▶ [What the exercise asks] Pull each line holding "AssetDynamics" out of the entries below.

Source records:
'''
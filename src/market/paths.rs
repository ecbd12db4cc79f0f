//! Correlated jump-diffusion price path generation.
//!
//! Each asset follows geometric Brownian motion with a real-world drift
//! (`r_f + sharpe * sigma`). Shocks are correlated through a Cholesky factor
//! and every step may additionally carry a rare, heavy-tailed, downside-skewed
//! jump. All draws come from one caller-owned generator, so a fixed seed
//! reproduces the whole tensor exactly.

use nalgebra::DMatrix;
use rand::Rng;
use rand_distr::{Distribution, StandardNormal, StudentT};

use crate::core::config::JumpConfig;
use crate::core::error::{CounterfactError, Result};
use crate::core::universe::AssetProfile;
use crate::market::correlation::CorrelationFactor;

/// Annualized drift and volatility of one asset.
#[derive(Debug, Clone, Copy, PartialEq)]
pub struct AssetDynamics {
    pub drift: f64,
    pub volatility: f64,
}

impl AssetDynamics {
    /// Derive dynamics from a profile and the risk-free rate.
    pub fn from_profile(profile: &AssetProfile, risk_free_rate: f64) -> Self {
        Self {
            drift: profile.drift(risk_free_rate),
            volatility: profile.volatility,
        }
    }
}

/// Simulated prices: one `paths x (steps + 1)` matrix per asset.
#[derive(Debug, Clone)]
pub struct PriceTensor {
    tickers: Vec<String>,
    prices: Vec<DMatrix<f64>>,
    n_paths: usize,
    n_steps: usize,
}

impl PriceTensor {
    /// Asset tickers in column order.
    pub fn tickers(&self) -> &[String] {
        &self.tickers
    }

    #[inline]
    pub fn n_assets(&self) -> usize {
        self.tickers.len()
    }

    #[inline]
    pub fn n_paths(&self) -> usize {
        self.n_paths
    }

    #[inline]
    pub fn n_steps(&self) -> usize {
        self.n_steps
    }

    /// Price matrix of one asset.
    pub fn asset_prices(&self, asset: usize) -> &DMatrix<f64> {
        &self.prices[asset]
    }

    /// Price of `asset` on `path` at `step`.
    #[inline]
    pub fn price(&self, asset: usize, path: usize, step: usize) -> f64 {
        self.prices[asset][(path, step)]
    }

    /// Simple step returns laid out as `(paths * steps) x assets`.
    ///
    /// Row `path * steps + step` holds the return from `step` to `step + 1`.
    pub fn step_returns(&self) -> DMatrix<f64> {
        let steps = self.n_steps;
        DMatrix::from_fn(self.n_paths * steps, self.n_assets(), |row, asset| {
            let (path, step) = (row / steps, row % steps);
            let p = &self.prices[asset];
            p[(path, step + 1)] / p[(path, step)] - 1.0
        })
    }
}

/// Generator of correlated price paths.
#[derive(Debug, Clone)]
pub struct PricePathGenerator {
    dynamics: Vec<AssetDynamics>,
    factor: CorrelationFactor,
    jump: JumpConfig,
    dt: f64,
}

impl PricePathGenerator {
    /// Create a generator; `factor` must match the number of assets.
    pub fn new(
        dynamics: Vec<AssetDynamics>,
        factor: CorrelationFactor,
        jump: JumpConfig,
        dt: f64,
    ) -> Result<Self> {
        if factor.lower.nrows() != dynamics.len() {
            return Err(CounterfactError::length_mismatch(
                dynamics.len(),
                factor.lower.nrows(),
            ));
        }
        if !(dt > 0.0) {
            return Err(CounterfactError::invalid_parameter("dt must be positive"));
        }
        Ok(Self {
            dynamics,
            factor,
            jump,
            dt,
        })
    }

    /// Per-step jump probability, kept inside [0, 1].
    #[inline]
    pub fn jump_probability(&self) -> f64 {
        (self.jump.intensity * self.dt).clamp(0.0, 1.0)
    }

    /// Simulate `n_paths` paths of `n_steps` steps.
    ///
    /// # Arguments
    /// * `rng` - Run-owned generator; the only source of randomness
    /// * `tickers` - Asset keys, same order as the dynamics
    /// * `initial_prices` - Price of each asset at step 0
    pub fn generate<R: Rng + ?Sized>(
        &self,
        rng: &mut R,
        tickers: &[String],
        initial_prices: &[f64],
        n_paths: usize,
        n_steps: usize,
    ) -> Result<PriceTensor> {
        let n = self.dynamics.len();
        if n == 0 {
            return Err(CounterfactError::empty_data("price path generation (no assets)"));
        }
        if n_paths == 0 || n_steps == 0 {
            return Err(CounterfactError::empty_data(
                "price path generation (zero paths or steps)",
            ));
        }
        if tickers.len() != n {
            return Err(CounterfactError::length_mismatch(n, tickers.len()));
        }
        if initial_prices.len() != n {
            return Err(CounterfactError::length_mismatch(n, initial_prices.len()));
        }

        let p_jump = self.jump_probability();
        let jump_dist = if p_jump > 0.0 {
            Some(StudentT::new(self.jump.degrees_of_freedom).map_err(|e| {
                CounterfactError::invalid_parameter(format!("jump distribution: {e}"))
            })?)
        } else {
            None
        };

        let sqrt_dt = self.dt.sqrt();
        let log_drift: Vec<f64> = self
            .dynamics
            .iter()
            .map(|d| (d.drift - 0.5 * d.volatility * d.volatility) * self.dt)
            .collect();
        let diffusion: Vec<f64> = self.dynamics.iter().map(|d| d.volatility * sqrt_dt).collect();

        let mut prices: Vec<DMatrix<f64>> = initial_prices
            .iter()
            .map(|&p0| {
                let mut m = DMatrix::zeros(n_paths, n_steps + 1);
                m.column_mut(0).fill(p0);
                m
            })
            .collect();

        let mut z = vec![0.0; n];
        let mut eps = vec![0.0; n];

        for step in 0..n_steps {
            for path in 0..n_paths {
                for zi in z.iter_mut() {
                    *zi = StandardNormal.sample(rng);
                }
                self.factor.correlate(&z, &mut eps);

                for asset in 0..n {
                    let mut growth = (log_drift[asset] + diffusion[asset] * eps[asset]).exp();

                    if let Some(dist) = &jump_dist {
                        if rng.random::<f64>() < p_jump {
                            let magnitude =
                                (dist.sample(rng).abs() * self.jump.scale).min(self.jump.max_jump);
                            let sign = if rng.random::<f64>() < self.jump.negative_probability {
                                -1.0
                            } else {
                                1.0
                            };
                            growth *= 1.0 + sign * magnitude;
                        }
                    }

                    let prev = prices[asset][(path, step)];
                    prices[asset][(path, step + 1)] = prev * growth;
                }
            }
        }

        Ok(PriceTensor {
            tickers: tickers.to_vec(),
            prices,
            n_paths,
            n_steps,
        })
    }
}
'''
▶ [Response area]
pub struct AssetDynamics {
impl AssetDynamics {
    dynamics: Vec<AssetDynamics>,
        dynamics: Vec<AssetDynamics>,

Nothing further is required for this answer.